Mediasize is about addressability, not about usability, so this
assumption is wrong.
A GEOM provider is just an addressable array of sectors, it
doesn't guarantee that you can read them all or write them
all, as is indeed the case when your disk develops a bad sector.
NAND is only special due to the OOB stuff, the main page array
is just a pretty spotty disk, for all GEOM cares.
>dealt with at this level. NANDs don't have sectors.
>Attributes of this class include:
> blockcount - the raw number of blocks
This goes in mediasize (as a byte count)
> blocksize - the number of bytes or pages in a block
This goes in sectorsize.
> pagesize - the number of bytes in a page
> oobsize - the number of bytes per page used for OOB
These two are secondary attributes which are not likely to change
easily for a given NAND, so they should be handled by the BIO_GETATTR
(as "NAND::PAGESIZE" and "NAND::OOBSIZE" for instance).
>For this we can introduce
>BIO_READOOB and BIO_WRITEOOB.
Yes, this sound sensible.
The original plan is that all BIO_ operations are power of two and
providers should have a bitmap of which they support, (G_PF_CANDELETE
is a mistake in this respect) so this shouldn't be a problem.

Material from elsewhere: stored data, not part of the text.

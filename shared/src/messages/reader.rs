use super::error::CodecError;

/// A borrowing little-endian byte reader over a received datagram.
pub struct ByteReader<'a> {
    buffer: &'a [u8],
    cursor: usize,
}

impl<'a> ByteReader<'a> {
    pub fn new(buffer: &'a [u8]) -> Self {
        Self { buffer, cursor: 0 }
    }

    pub fn remaining(&self) -> usize {
        self.buffer.len() - self.cursor
    }

    fn take(&mut self, len: usize) -> Result<&'a [u8], CodecError> {
        if self.remaining() < len {
            return Err(CodecError::UnexpectedEnd {
                needed: len,
                remaining: self.remaining(),
            });
        }
        let slice = &self.buffer[self.cursor..self.cursor + len];
        self.cursor += len;
        Ok(slice)
    }

    pub fn read_u8(&mut self) -> Result<u8, CodecError> {
        Ok(self.take(1)?[0])
    }

    pub fn read_u32(&mut self) -> Result<u32, CodecError> {
        let bytes = self.take(4)?;
        Ok(u32::from_le_bytes(bytes.try_into().unwrap()))
    }

    pub fn read_u64(&mut self) -> Result<u64, CodecError> {
        let bytes = self.take(8)?;
        Ok(u64::from_le_bytes(bytes.try_into().unwrap()))
    }

    pub fn read_f64(&mut self) -> Result<f64, CodecError> {
        let bytes = self.take(8)?;
        Ok(f64::from_le_bytes(bytes.try_into().unwrap()))
    }

    /// Consume the rest of the payload as an opaque blob.
    pub fn read_rest(&mut self) -> &'a [u8] {
        let rest = &self.buffer[self.cursor..];
        self.cursor = self.buffer.len();
        rest
    }
}
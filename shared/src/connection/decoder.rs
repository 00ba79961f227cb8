cfg_if! {
    if #[cfg(feature = "zstd_support")]
    {
        use zstd::bulk::Decompressor;

        use super::compression_config::CompressionMode;
        use super::error::DecoderError;

        pub struct Decoder {
            result: Vec<u8>,
            decoder: Option<Decompressor<'static>>,
        }

        impl Decoder {
            /// Try to create a new Decoder with the specified compression mode
            pub fn try_new(compression_mode: Option<CompressionMode>) -> Result<Self, DecoderError> {
                let decoder = match compression_mode {
                    None => None,
                    Some(CompressionMode::Default(_)) => {
                        Some(Decompressor::new().map_err(|_| DecoderError::DecompressorCreationFailed)?)
                    }
                    Some(CompressionMode::Dictionary(_, dictionary)) => Some(
                        Decompressor::with_dictionary(&dictionary)
                            .map_err(|_| DecoderError::DecompressorCreationFailed)?,
                    ),
                };

                Ok(Self {
                    decoder,
                    result: Vec::new(),
                })
            }

            /// Create a new Decoder with the specified compression mode
            ///
            /// # Panics
            /// Panics if the decompressor cannot be created with the given configuration
            pub fn new(compression_mode: Option<CompressionMode>) -> Self {
                Self::try_new(compression_mode).expect("Failed to create Decoder")
            }

            /// Try to decode a payload, returning error on decompression failure
            ///
            /// This method processes untrusted network data: any malformed or
            /// malicious payload returns an error instead of panicking.
            pub fn try_decode(&mut self, payload: &[u8]) -> Result<&[u8], DecoderError> {
                if let Some(decoder) = &mut self.decoder {
                    let upper_bound = Decompressor::<'static>::upper_bound(payload)
                        .map_err(|_| DecoderError::UpperBoundCalculationFailed {
                            payload_size: payload.len(),
                        })?;

                    self.result = decoder
                        .decompress(payload, upper_bound)
                        .map_err(|_| DecoderError::DecompressionFailed {
                            payload_size: payload.len(),
                        })?;
                    Ok(&self.result)
                } else {
                    self.result = payload.to_vec();
                    Ok(&self.result)
                }
            }
        }
    }
    else
    {
        use super::compression_config::CompressionMode;
        use super::error::DecoderError;

        pub struct Decoder {
            result: Vec<u8>,
        }

        impl Decoder {
            pub fn try_new(_: Option<CompressionMode>) -> Result<Self, DecoderError> {
                Ok(Self::new(None))
            }

            pub fn new(_: Option<CompressionMode>) -> Self {
                Self {
                    result: Vec::new(),
                }
            }

            pub fn try_decode(&mut self, payload: &[u8]) -> Result<&[u8], DecoderError> {
                self.result = payload.to_vec();
                Ok(&self.result)
            }
        }
    }
}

In general we should not introduce new BIO_ operations
without reason, but these two are very reasonable.
>With the above, we have raw access to the NAND flash. That is
>before any wear-leveling or sector mapping happens. A device
>special file corresponding to GEOMs of this class can be used
>by diagnostics and/or initialization tools.
Yes, given suitable ioctls to geom_dev, for the new BIO_*OOB.
>Open issue: do we want this GEOM to deal with bad blocks?
I'm not sure I understand this question. GEOM doesn't know about
bad blocks, if you try to use them, GEOM happily transports the
resulting error code back, but it does not care if the error code
is "read error" or "values of beta gives rise to dom!"
Sounds good. I'm under NDA on M-Systems algorithm and Sandisk
is sueing left and right on those patents.
>The primary purpose of this class is to provide standard sector
>mapping for file systems that are not designed for NAND flash.
>The mapping can be trivial.
I don't understand why this would be necessary, this is normally
done in the wearleveling class (for reasons that should be obvious),
so why do you want to split it into a separate class ?
>Not needed in production, but it would be good to have a GEOM
>that simulates a NAND flash and that keeps statistics.
A very good idea.
Poul-Henning Kamp | UNIX since Zilog Zeus 3.20
phk at FreeBSD.ORG | TCP/IP since RFC 956
FreeBSD committer | BSD since 4.3-tahoe
Never attribute to malice what can adequately be explained by incompetence.